(What the task asks)
Report all lines below with the word "collect".

───── Data shown ─────

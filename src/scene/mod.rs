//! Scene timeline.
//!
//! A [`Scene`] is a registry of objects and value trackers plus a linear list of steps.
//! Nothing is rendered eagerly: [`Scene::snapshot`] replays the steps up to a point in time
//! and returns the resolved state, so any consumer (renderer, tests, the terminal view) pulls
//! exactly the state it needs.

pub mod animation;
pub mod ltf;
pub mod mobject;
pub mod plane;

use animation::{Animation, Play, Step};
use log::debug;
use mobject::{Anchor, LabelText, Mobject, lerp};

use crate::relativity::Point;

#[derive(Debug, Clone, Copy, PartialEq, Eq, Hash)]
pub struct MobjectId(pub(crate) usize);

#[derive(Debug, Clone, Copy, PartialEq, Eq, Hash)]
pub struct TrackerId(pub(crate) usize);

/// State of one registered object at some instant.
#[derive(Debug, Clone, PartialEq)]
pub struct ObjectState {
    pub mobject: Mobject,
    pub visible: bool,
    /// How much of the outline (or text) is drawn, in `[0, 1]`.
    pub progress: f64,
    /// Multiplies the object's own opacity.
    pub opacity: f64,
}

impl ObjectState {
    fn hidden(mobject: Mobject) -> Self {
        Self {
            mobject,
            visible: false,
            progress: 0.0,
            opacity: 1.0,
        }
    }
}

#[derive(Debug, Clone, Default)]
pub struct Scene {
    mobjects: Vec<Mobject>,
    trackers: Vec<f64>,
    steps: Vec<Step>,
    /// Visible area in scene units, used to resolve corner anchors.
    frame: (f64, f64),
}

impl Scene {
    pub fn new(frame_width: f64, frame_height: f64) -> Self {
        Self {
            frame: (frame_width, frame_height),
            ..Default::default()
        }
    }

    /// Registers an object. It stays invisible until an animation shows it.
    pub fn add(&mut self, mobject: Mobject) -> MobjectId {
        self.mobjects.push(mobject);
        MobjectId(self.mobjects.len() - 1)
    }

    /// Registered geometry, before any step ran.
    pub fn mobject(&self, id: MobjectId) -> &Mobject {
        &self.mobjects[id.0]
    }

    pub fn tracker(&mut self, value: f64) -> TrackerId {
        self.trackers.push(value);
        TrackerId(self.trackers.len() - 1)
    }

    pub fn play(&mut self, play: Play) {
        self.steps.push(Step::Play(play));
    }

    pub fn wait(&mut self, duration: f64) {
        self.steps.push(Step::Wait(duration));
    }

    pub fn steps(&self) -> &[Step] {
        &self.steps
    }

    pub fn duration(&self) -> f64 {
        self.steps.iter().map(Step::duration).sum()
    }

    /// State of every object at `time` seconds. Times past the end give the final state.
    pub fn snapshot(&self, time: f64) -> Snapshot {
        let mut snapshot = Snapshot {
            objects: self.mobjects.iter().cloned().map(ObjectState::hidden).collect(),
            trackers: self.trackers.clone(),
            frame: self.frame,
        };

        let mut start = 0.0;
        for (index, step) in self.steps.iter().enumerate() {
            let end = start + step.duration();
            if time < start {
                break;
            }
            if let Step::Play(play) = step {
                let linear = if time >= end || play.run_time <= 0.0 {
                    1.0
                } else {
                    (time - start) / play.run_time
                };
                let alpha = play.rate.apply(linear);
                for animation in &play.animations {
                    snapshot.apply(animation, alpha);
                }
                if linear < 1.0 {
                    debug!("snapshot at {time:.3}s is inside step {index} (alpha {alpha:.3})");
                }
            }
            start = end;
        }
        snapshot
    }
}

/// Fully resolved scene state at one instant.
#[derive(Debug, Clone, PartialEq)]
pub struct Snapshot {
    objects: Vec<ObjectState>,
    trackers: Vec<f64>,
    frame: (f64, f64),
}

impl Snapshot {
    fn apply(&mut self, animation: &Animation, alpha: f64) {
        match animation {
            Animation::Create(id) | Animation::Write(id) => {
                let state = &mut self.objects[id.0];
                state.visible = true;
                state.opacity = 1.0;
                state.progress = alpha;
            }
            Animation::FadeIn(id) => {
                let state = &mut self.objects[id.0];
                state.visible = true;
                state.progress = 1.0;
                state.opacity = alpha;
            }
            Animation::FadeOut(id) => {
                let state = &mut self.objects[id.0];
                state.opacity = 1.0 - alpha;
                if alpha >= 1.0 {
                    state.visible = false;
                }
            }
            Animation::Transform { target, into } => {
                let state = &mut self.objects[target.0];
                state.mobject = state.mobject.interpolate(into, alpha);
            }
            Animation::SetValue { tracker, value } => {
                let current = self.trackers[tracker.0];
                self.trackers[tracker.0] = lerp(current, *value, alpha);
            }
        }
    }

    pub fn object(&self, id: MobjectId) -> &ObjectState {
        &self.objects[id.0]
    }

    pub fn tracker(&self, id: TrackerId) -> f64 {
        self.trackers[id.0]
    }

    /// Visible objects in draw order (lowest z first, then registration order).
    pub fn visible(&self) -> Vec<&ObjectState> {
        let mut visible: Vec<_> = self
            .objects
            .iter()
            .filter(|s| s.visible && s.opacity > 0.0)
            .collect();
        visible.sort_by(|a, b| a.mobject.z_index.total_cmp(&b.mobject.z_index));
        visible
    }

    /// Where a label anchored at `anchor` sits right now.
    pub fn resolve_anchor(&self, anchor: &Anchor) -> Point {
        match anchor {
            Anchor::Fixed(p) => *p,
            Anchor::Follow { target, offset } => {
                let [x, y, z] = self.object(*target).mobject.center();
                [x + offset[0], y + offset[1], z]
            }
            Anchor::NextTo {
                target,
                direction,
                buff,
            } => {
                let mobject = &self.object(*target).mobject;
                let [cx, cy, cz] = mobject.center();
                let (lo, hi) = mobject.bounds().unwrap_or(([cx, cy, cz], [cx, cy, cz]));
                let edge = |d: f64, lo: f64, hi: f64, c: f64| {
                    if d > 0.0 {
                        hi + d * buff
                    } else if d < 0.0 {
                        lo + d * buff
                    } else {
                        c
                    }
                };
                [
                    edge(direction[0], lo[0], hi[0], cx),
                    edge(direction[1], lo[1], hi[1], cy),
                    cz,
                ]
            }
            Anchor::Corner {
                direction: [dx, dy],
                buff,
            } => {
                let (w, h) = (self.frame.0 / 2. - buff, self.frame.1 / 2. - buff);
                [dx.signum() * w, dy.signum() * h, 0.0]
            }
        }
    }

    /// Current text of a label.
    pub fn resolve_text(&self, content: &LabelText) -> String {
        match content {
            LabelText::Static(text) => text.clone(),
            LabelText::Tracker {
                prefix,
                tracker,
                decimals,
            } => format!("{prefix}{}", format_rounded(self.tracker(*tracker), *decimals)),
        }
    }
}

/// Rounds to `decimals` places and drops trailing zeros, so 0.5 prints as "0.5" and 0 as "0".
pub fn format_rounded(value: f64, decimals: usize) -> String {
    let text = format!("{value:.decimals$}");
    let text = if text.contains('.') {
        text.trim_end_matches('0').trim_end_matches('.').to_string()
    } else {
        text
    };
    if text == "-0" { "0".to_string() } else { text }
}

─────
───── Data shown ─────

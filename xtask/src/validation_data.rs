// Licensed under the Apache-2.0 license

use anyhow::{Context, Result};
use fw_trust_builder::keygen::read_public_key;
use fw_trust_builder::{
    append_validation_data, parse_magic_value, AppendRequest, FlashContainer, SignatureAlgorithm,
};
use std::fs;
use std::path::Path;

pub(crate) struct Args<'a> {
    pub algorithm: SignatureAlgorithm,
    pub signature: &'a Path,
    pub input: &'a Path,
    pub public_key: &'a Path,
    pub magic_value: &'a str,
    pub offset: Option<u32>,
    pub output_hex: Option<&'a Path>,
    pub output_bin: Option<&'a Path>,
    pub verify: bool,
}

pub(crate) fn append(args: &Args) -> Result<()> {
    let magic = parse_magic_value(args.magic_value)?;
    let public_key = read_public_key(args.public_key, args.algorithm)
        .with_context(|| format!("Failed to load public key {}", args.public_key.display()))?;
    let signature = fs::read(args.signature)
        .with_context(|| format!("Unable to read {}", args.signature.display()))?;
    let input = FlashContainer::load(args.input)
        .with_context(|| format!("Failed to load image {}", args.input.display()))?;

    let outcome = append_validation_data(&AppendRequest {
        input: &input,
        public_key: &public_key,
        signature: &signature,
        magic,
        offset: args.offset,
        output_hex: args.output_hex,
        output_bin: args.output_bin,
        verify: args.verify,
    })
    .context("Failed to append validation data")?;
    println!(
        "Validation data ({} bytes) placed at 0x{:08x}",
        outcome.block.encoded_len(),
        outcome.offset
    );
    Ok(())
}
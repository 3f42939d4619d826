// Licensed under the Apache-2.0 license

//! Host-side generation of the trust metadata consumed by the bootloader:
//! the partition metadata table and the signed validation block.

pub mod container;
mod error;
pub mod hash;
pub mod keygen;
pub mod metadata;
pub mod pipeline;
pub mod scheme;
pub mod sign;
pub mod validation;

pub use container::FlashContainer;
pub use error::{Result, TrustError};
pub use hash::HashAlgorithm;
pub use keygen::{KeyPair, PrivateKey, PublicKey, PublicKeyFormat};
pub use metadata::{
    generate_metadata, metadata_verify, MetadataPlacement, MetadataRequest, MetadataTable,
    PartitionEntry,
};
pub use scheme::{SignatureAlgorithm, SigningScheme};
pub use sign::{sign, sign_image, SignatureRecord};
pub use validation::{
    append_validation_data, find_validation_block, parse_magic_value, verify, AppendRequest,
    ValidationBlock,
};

─────

(Solution to this task)
            objects: self.mobjects.iter().cloned().map(ObjectState::hidden).collect(),
            .collect();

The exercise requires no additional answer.